O estereótipo do turista é invariavelmente representado pelo japonês, de câmera pendurada no pescoço, a fotografar e filmar tudo o que vê pela frente – com o advento dos smartphones as feições nipônicas deixaram de dominar tal estereótipo, sobretudo em shows de música, que a grande maioria das pessoas já não assiste com os próprios olhos, mas através das telas dos telefones.

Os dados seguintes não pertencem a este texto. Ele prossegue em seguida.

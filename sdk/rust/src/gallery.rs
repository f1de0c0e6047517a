//! Text rendering of the catalog.

use std::fmt::Write;

use crate::client::CatalogClient;
use crate::types::Item;

/// `"{color} - ${price}/kg"` caption shown under each item.
pub fn caption(item: &Item) -> String {
    let color = item.color.as_deref().unwrap_or("");
    match item.unit_price {
        Some(price) => format!("{color} - ${price}/kg"),
        None => format!("{color} - $?/kg"),
    }
}

/// Render every item as a card: name, caption and image URL.
pub fn render_gallery(items: &[Item], client: &CatalogClient) -> String {
    let mut out = String::from("Cheese Catalog\n");

    if items.is_empty() {
        out.push_str("  (no items)\n");
        return out;
    }

    for item in items {
        let _ = writeln!(out, "[{}] {}", item.id, item.name.as_deref().unwrap_or("(unnamed)"));
        let _ = writeln!(out, "    {}", caption(item));
        if let Some(url) = client.image_url(item) {
            let _ = writeln!(out, "    {url}");
        }
    }
    out
}

#[cfg(test)]
mod tests {
    use super::*;

    fn gouda() -> Item {
        Item {
            id: 2,
            name: Some("GOUDA".into()),
            unit_price: Some(22.0),
            color: Some("Light Yellow".into()),
            image_ref: Some("/images/gouda.jpg".into()),
        }
    }

    #[test]
    fn test_caption() {
        assert_eq!(caption(&gouda()), "Light Yellow - $22/kg");

        let cacio = Item {
            unit_price: Some(16.5),
            color: Some("Brownish Yellow".into()),
            ..gouda()
        };
        assert_eq!(caption(&cacio), "Brownish Yellow - $16.5/kg");
    }

    #[test]
    fn test_render_gallery() {
        let client = CatalogClient::new("http://localhost:3000");
        let rendered = render_gallery(&[gouda()], &client);

        assert_eq!(
            rendered,
            "Cheese Catalog\n\
             [2] GOUDA\n    \
             Light Yellow - $22/kg\n    \
             http://localhost:3000/images/gouda.jpg\n"
        );
    }

    #[test]
    fn test_render_empty_gallery() {
        let client = CatalogClient::new("http://localhost:3000");
        assert!(render_gallery(&[], &client).contains("(no items)"));
    }
}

Talvez isso não tenha sido determinante, mas deve ter ajudado a empurrar o cineasta Marcos Yoshi, um sansei que resolve contar a história da própria família no documentário “Bem-Vindos de Novo” (Brasil, 2023, 105 minutos) – o “filme foi desenvolvido ao longo da pesquisa de mestrado no Programa de Pós-Graduação em Meios e Processos Audiovisuais (PPGMPA-ECA-USP)”.

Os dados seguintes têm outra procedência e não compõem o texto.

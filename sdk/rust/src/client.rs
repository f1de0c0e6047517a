use reqwest::{Client, Response};

use crate::error::ClientError;
use crate::types::{Item, ItemInput};

/// HTTP client for the catalog's item resource.
#[derive(Debug, Clone)]
pub struct CatalogClient {
    client: Client,
    base_url: String,
}

impl CatalogClient {
    pub fn new(base_url: &str) -> Self {
        Self::with_client(Client::new(), base_url)
    }

    /// Use a preconfigured reqwest client (timeouts, proxies).
    pub fn with_client(client: Client, base_url: &str) -> Self {
        Self {
            client,
            base_url: base_url.trim_end_matches('/').to_string(),
        }
    }

    pub fn base_url(&self) -> &str {
        &self.base_url
    }

    fn items_url(&self) -> String {
        format!("{}/api/items", self.base_url)
    }

    fn item_url(&self, id: u64) -> String {
        format!("{}/api/items/{}", self.base_url, id)
    }

    /// Fetch every item in catalog order.
    pub async fn list_items(&self) -> Result<Vec<Item>, ClientError> {
        let resp = self.client.get(self.items_url()).send().await?;
        Ok(check(resp).await?.json().await?)
    }

    pub async fn get_item(&self, id: u64) -> Result<Item, ClientError> {
        let resp = self.client.get(self.item_url(id)).send().await?;
        Ok(check(resp).await?.json().await?)
    }

    pub async fn create_item(&self, input: &ItemInput) -> Result<Item, ClientError> {
        let resp = self.client.post(self.items_url()).json(input).send().await?;
        Ok(check(resp).await?.json().await?)
    }

    pub async fn update_item(&self, id: u64, input: &ItemInput) -> Result<Item, ClientError> {
        let resp = self.client.put(self.item_url(id)).json(input).send().await?;
        Ok(check(resp).await?.json().await?)
    }

    /// Delete an item. Succeeds whether or not it existed.
    pub async fn delete_item(&self, id: u64) -> Result<(), ClientError> {
        let resp = self.client.delete(self.item_url(id)).send().await?;
        check(resp).await?;
        Ok(())
    }

    /// Absolute URL of an item's image.
    ///
    /// Relative references are resolved against the server; absolute URLs
    /// are returned unchanged.
    pub fn image_url(&self, item: &Item) -> Option<String> {
        let image = item.image_ref.as_deref()?;
        if image.starts_with("http://") || image.starts_with("https://") {
            Some(image.to_string())
        } else if image.starts_with('/') {
            Some(format!("{}{}", self.base_url, image))
        } else {
            Some(format!("{}/{}", self.base_url, image))
        }
    }
}

/// Turn non-success statuses into errors carrying the response text.
async fn check(resp: Response) -> Result<Response, ClientError> {
    let status = resp.status();
    if status.is_success() {
        return Ok(resp);
    }

    let body = resp.text().await.unwrap_or_default();
    Err(ClientError::Status {
        status: status.as_u16(),
        body,
    })
}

“Bem-Vindos de Novo” é um vertiginoso, criativo e ousado exercício de tentar restabelecer os vínculos afetivos de uma família em que os pais (Roberto Shinhti Yoshisaki e Yayoko Furukawa Yoshisaki) se viram obrigados (por mais de uma vez) a ir ao Japão tentar a vida, garantir o sustento e o futuro dos filhos, que ficam no Brasil, aos cuidados dos avós – a primeira ida deveria durar dois anos e mais de uma década acaba se passando.
O diretor e roteirista Yoshi tem duas irmãs (Cintya Thayse e Nathalie Cristine) e o filme acompanha a saga familiar desde que seus pais atuavam na distribuição de importados – a “muamba” paraguaia que fez muitos brasileiros felizes durante o auge do Plano Real, em meados da década de 1990, talvez a origem das primeiras câmeras que registraram as fotos e vídeos de arquivo utilizados no filme – até o regresso ao Japão e o nascimento de Lorena Yoshisaki Pinzon, sobrinha do cineasta, marco que poderia estabelecer um novo momento nas relações familiares, marcadas subliminarmente por culpa e abandono.

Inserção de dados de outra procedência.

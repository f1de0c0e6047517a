//! Client library for the Cheeseria catalog.
//!
//! - [`client`]: HTTP access to the item resource
//! - [`calculator`]: selection state and total price computation
//! - [`gallery`]: text rendering of the catalog
//! - [`storefront`]: one-shot catalog load feeding the above

pub mod calculator;
pub mod client;
pub mod error;
pub mod gallery;
pub mod storefront;
pub mod types;

pub use calculator::{Calculator, Total};
pub use client::CatalogClient;
pub use error::ClientError;
pub use storefront::Storefront;
pub use types::{Item, ItemInput};
//! Metrics collection and exposition.
//!
//! # Metrics
//! - `catalog_requests_total` (counter): requests by method, status
//! - `catalog_request_duration_seconds` (histogram): latency distribution
//! - `catalog_items` (gauge): items currently in the store

use std::net::SocketAddr;
use std::time::Instant;

use metrics_exporter_prometheus::PrometheusBuilder;

/// Install the Prometheus exporter with its own HTTP listener.
pub fn init_metrics(addr: SocketAddr) {
    match PrometheusBuilder::new().with_http_listener(addr).install() {
        Ok(()) => tracing::info!(address = %addr, "Metrics exporter listening"),
        Err(e) => tracing::error!(error = %e, "Failed to install metrics exporter"),
    }
}

/// Record a completed HTTP request.
pub fn record_request(method: &str, status: u16, start: Instant) {
    let method = method.to_string();
    let status = status.to_string();

    ::metrics::counter!("catalog_requests_total", "method" => method.clone(), "status" => status.clone())
        .increment(1);
    ::metrics::histogram!("catalog_request_duration_seconds", "method" => method, "status" => status)
        .record(start.elapsed().as_secs_f64());
}

/// Record the current number of catalog items.
pub fn record_catalog_size(len: usize) {
    ::metrics::gauge!("catalog_items").set(len as f64);
}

O processo de realização do filme é, ao mesmo tempo, seu making of, com Yoshi eventualmente “dirigindo” os pais (e a avó Mitsue Furukawa) em alguns momentos, sem perder a essência realista que convém a um documentário. O filme leva o espectador a reflexões sobre a necessidade de sustentar a quem se ama e os limites para o alcance destes objetivos, num estranho paradoxo que parece indagar também como sustentar o amor à distância – fotos e VHSs, antes do advento da internet, não resolviam a equação, que se completa com a aversão desenvolvida pelos filhos por natais e festas de fim de ano.
Em tempos de narcisismo exacerbado em redes sociais, Yoshi toca em feridas, na tentativa de entendê-las e superá-las; cru, por vezes soando cruel, sem poupar ninguém – chega a afirmar que, na escola, declarava-se órfão de pais vivos em conversas com amigos –, em busca da reconstituição dos fatos, enquanto tecido da própria vida.
Serviço: “Bem-Vindos de Novo” (documentário, Brasil, 2023, 105 minutos). Direção de Marcos Yoshi. Estreia dia 15 de junho nos cinemas.